[[ WORKING DATA, beginning ]]

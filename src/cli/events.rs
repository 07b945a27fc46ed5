//! Drive the panel controller from JSON editor events read line by line.
//!
//! Each input line is one event, for example
//! `{"event": "open", "path": "notes.md", "line": 4}`. Every page the panel
//! renders is written back as one JSON line so a host can replace its view.

use std::io::{BufRead, Write};
use std::path::PathBuf;

use anyhow::Result;
use imgcomments::{
	ActiveDocument, DocumentError, MessageError, PanelMessage, Preview, normalize_path,
};
use serde::{Deserialize, Serialize};
use thiserror::Error;
use tracing::{debug, warn};

use crate::workflow::Controller;

/// Notifications a host forwards to the panel.
#[derive(Debug, Clone, PartialEq, Deserialize)]
#[serde(tag = "event", rename_all = "lowercase")]
pub(crate) enum HostEvent {
	/// A document was opened; `text` defaults to the file contents.
	Open {
		path: PathBuf,
		#[serde(default)]
		text: Option<String>,
		#[serde(default)]
		line: usize,
	},
	/// The active document's text changed.
	Change { text: String },
	/// The cursor moved in the active document.
	Select { line: usize },
	/// Another editor became active; no path means none is.
	Switch {
		#[serde(default)]
		path: Option<PathBuf>,
		#[serde(default)]
		text: Option<String>,
		#[serde(default)]
		line: usize,
	},
	/// A message posted by the panel page.
	Message { payload: serde_json::Value },
	/// Reveal the panel.
	Show,
}

/// Pages emitted back to the host.
#[derive(Debug, Clone, PartialEq, Eq, Serialize)]
#[serde(tag = "kind", rename_all = "lowercase")]
pub(crate) enum HostOutput {
	Panel { html: String },
	Preview { title: String, image: PathBuf, html: String },
}

/// Errors that skip a single event without ending the session.
#[derive(Debug, Error)]
pub(crate) enum EventError {
	#[error("line {line}: malformed event: {source}")]
	Decode {
		line: usize,
		#[source]
		source: serde_json::Error,
	},

	#[error(transparent)]
	Document(#[from] DocumentError),

	#[error(transparent)]
	Message(#[from] MessageError),

	#[error("'{0}' event received without an active document")]
	NoActiveDocument(&'static str),
}

/// Event loop state: the controller plus the active document.
pub(crate) struct EventSession {
	controller: Controller,
	active: Option<ActiveDocument>,
}

impl EventSession {
	/// Attach the panel to `controller`, rendering `active` when given.
	pub(crate) fn new(mut controller: Controller, active: Option<ActiveDocument>) -> Self {
		controller.resolve_panel(active.as_ref());
		Self { controller, active }
	}

	#[cfg(test)]
	pub(crate) fn controller(&self) -> &Controller {
		&self.controller
	}

	fn panel(&self) -> Vec<HostOutput> {
		self.controller
			.html()
			.map(|html| HostOutput::Panel {
				html: html.to_owned(),
			})
			.into_iter()
			.collect()
	}

	/// Apply one event and return the pages to send back.
	pub(crate) fn apply(&mut self, event: HostEvent) -> Result<Vec<HostOutput>, EventError> {
		match event {
			HostEvent::Open { path, text, line } => {
				let document = load_document(path, text, line)?;
				self.controller.on_document_opened(&document);
				self.active = Some(document);
				Ok(self.panel())
			}
			HostEvent::Change { text } => {
				let document = self
					.active
					.as_mut()
					.ok_or(EventError::NoActiveDocument("change"))?;
				document.set_text(text);
				self.controller.on_document_changed(document);
				Ok(Vec::new())
			}
			HostEvent::Select { line } => {
				let document = self
					.active
					.as_mut()
					.ok_or(EventError::NoActiveDocument("select"))?;
				document.set_cursor_line(line);
				self.controller.on_selection_changed(document);
				Ok(self.panel())
			}
			HostEvent::Switch { path: None, .. } => {
				self.active = None;
				self.controller.on_active_editor_changed(None);
				Ok(Vec::new())
			}
			HostEvent::Switch {
				path: Some(path),
				text,
				line,
			} => {
				let document = load_document(path, text, line)?;
				self.controller.on_active_editor_changed(Some(&document));
				self.active = Some(document);
				Ok(self.panel())
			}
			HostEvent::Message { payload } => {
				let message = PanelMessage::from_value(payload)?;
				let mut outputs: Vec<HostOutput> = self
					.controller
					.on_message(message)
					.map(preview_output)
					.into_iter()
					.collect();
				outputs.extend(self.panel());
				Ok(outputs)
			}
			HostEvent::Show => {
				self.controller.open_panel();
				Ok(self.panel())
			}
		}
	}
}

fn preview_output(preview: Preview) -> HostOutput {
	HostOutput::Preview {
		title: preview.title,
		image: preview.image,
		html: preview.html,
	}
}

fn load_document(
	path: PathBuf,
	text: Option<String>,
	line: usize,
) -> Result<ActiveDocument, DocumentError> {
	let path = normalize_path(&path);
	match text {
		Some(text) => Ok(ActiveDocument::new(path, text, line)),
		None => ActiveDocument::load(path, line),
	}
}

fn decode(line: usize, input: &str) -> Result<HostEvent, EventError> {
	serde_json::from_str(input).map_err(|source| EventError::Decode { line, source })
}

/// Read events from `input` until EOF, writing rendered pages to `output`.
pub(crate) fn run_events<R: BufRead, W: Write>(
	session: &mut EventSession,
	input: R,
	mut output: W,
) -> Result<()> {
	for page in session.panel() {
		writeln!(output, "{}", serde_json::to_string(&page)?)?;
	}

	for (number, line) in input.lines().enumerate() {
		let line = line?;
		if line.trim().is_empty() {
			continue;
		}

		let outputs = match decode(number + 1, &line).and_then(|event| {
			debug!(?event, "host event");
			session.apply(event)
		}) {
			Ok(outputs) => outputs,
			Err(err) => {
				warn!("skipping event: {err}");
				continue;
			}
		};

		for page in outputs {
			writeln!(output, "{}", serde_json::to_string(&page)?)?;
		}
		output.flush()?;
	}

	Ok(())
}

[[ WORKING DATA, end ]]

### EXERCISE INSTRUCTIONS
Copy out only the lines of the records above from the one with "pub(crate) fn apply(&mut" through the one with "document.set_text(text);", exactly as they stand, both included.

### RESULT FOR THIS EXERCISE
	pub(crate) fn apply(&mut self, event: HostEvent) -> Result<Vec<HostOutput>, EventError> {
		match event {
			HostEvent::Open { path, text, line } => {
				let document = load_document(path, text, line)?;
				self.controller.on_document_opened(&document);
				self.active = Some(document);
				Ok(self.panel())
			}
			HostEvent::Change { text } => {
				let document = self
					.active
					.as_mut()
					.ok_or(EventError::NoActiveDocument("change"))?;
				document.set_text(text);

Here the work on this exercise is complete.